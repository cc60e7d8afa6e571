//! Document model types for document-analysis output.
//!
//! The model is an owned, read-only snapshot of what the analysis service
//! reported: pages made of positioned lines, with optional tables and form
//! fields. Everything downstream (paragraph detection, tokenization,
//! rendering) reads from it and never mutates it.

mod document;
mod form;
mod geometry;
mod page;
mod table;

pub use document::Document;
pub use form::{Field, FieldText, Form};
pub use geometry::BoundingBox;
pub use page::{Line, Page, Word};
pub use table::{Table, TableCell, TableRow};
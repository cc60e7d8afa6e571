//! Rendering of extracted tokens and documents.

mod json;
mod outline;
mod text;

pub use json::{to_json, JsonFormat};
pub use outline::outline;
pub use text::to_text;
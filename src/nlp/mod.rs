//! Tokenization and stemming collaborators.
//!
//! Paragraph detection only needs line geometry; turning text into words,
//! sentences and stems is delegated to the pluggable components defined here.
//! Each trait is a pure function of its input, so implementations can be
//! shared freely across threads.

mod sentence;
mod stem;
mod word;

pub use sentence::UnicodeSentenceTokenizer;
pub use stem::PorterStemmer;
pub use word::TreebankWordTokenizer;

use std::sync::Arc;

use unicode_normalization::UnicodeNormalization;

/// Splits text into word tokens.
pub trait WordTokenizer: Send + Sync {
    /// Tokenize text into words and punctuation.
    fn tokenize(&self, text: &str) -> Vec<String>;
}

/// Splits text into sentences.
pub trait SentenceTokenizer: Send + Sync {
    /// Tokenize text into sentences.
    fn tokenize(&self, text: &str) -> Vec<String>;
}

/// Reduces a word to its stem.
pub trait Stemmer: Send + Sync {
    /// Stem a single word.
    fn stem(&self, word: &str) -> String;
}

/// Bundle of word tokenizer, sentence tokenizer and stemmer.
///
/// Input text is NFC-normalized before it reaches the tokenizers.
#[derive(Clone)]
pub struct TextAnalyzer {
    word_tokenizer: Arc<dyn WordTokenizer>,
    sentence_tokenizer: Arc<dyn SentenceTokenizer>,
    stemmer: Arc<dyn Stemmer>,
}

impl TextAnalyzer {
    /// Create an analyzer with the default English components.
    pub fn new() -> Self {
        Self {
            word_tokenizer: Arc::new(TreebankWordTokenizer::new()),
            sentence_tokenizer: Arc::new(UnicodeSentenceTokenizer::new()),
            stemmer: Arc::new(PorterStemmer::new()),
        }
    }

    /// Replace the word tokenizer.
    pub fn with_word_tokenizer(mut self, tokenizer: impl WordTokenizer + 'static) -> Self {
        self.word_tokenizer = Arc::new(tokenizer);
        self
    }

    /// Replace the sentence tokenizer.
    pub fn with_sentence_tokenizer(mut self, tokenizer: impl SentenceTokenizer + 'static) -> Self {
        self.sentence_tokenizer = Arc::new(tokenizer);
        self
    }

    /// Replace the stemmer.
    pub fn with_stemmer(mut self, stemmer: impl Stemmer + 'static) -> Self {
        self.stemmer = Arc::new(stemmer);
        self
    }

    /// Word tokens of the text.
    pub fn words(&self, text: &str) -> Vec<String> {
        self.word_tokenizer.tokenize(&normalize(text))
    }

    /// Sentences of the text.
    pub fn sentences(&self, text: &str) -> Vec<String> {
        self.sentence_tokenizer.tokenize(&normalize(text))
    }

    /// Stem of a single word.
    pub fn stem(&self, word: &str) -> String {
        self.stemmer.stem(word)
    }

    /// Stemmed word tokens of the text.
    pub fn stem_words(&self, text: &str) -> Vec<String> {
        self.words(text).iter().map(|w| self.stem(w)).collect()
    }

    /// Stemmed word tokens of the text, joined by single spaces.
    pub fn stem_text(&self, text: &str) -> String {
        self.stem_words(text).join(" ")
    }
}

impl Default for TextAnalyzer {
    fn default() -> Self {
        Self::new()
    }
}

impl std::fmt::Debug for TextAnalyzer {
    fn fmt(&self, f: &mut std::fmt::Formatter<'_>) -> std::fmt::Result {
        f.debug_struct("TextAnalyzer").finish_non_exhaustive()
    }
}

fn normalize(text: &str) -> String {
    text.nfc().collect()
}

...

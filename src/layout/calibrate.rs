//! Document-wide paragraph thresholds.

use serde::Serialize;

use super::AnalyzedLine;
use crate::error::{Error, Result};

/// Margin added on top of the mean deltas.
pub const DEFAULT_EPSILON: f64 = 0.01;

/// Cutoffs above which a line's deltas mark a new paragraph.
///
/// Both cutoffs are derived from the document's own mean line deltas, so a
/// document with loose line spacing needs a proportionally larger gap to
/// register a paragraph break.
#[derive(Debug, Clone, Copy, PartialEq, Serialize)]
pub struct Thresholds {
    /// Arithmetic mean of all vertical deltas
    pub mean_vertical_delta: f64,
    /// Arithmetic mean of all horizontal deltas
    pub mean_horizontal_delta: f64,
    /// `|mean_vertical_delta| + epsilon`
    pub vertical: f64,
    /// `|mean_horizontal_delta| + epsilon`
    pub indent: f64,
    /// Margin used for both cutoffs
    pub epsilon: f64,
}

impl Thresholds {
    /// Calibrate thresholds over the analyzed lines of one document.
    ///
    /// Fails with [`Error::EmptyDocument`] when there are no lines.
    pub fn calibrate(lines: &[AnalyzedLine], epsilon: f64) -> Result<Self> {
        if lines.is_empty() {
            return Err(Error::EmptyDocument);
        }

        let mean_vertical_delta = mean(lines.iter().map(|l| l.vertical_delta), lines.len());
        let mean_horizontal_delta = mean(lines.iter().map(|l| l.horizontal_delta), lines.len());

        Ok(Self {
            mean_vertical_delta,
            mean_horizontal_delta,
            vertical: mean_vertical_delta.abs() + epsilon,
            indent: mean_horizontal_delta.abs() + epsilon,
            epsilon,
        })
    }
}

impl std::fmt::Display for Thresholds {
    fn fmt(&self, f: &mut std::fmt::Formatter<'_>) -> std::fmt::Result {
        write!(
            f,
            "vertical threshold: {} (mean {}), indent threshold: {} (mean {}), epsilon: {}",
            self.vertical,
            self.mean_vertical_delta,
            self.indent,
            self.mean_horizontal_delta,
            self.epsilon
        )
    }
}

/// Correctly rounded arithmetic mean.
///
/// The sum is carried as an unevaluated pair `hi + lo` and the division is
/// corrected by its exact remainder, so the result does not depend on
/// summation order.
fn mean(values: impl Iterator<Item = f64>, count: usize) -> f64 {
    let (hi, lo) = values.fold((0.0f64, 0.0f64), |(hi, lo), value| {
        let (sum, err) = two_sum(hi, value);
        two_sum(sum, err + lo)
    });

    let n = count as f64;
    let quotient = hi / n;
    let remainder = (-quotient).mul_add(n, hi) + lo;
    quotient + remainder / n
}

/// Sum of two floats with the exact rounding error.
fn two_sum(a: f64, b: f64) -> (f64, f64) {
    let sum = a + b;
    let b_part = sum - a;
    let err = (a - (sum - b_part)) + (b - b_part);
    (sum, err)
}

# [THE TASK]
Give only the number of lines in the records that include the word "Stemmed".

# [OUTPUT BELOW]
2